Work to complete>
Copies of all lines that contain "ScoringReport" are needed; take them from the data below.

********

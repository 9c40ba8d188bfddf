//! Sequence label extraction, vectorisation, training, and prediction.
#![forbid(unsafe_code)]

use std::time::Instant;

use log::{debug, info, warn};
use prefscore_core::{Item, LabelExtractor, ScoredItem, ScorerConfig, TokenizerOptions};

use crate::{RidgeTrainer, ScoringError, TfidfVectorizer, predict};

/// Below this many labelled items the fitted weights tend to be unstable.
const RECOMMENDED_TRAINING_ROWS: usize = 50;

/// Outcome of a successful run.
#[derive(Debug, Clone, PartialEq)]
pub struct ScoringReport {
    /// Scored items in input order.
    pub items: Vec<ScoredItem>,
    /// Number of items that carried a weak label and were used for fitting.
    pub training_rows: usize,
    /// Number of distinct terms in the fitted vocabulary.
    pub vocabulary_size: usize,
}

/// A validated scorer ready to run over datasets.
///
/// Each [`ScoringPipeline::run`] fits a fresh vocabulary and model; nothing
/// carries over between runs.
#[derive(Debug, Clone)]
pub struct ScoringPipeline {
    extractor: LabelExtractor,
    trainer: RidgeTrainer,
    tokenizer: TokenizerOptions,
}

impl ScoringPipeline {
    /// Validate `config` and compile its label rules.
    ///
    /// # Errors
    /// Returns [`ScoringError::Config`] when the configuration is invalid.
    pub fn new(config: &ScorerConfig) -> Result<Self, ScoringError> {
        config.validate()?;
        Ok(Self {
            extractor: LabelExtractor::from_config(config)?,
            trainer: RidgeTrainer::new(config.regularisation)?,
            tokenizer: config.tokenizer.clone(),
        })
    }

    /// Label extractor used by this pipeline.
    #[must_use]
    pub const fn extractor(&self) -> &LabelExtractor {
        &self.extractor
    }

    /// Score every item.
    ///
    /// No partial output is produced: either every item is scored or an
    /// error is returned.
    ///
    /// # Errors
    /// Returns [`ScoringError::EmptyDataset`] for an empty input, before any
    /// other work, and [`ScoringError::NoTrainingData`] when no item carries
    /// a weak label.
    pub fn run(&self, items: Vec<Item>) -> Result<ScoringReport, ScoringError> {
        if items.is_empty() {
            return Err(ScoringError::EmptyDataset);
        }
        info!("scoring {} items", items.len());

        let labels_started = Instant::now();
        let labels: Vec<f64> = items
            .iter()
            .map(|item| self.extractor.extract(&item.identifier))
            .collect();
        debug!("extracted weak labels in {:?}", labels_started.elapsed());

        let vectorise_started = Instant::now();
        let corpus: Vec<&str> = items.iter().map(|item| item.feature_text.as_str()).collect();
        let (vectorizer, features) =
            TfidfVectorizer::fit_transform(&corpus, self.tokenizer.clone());
        let vocabulary_size = vectorizer.vocabulary().len();
        debug!(
            "vectorised {} documents over {vocabulary_size} terms in {:?}",
            features.n_rows(),
            vectorise_started.elapsed()
        );

        let training_rows: Vec<usize> = labels
            .iter()
            .enumerate()
            .filter(|&(_, &label)| self.extractor.is_labelled(label))
            .map(|(index, _)| index)
            .collect();
        info!(
            "{} of {} items carry a weak label",
            training_rows.len(),
            items.len()
        );
        if !training_rows.is_empty() && training_rows.len() < RECOMMENDED_TRAINING_ROWS {
            warn!(
                "only {} labelled items; predicted scores may be unstable",
                training_rows.len()
            );
        }

        let fit_started = Instant::now();
        let model = self.trainer.fit(&features, &labels, &training_rows)?;
        debug!("fitted ridge model in {:?}", fit_started.elapsed());

        let predict_started = Instant::now();
        let scores = predict(&model, &features)?;
        debug!("predicted {} scores in {:?}", scores.len(), predict_started.elapsed());

        let scored = items
            .into_iter()
            .zip(labels)
            .zip(scores)
            .map(|((item, weak_label), predicted_score)| ScoredItem {
                folder_score: self.extractor.folder_score(&item.identifier),
                item,
                weak_label,
                predicted_score,
            })
            .collect();
        Ok(ScoringReport {
            items: scored,
            training_rows: training_rows.len(),
            vocabulary_size,
        })
    }
}

/// Score `items` with a one-off pipeline built from `config`.
///
/// # Errors
/// Propagates errors from [`ScoringPipeline::new`] and
/// [`ScoringPipeline::run`].
pub fn score_items(
    items: Vec<Item>,
    config: &ScorerConfig,
) -> Result<ScoringReport, ScoringError> {
    ScoringPipeline::new(config)?.run(items)
}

********

Response to this task>
pub struct ScoringReport {
    pub fn run(&self, items: Vec<Item>) -> Result<ScoringReport, ScoringError> {
        Ok(ScoringReport {
) -> Result<ScoringReport, ScoringError> {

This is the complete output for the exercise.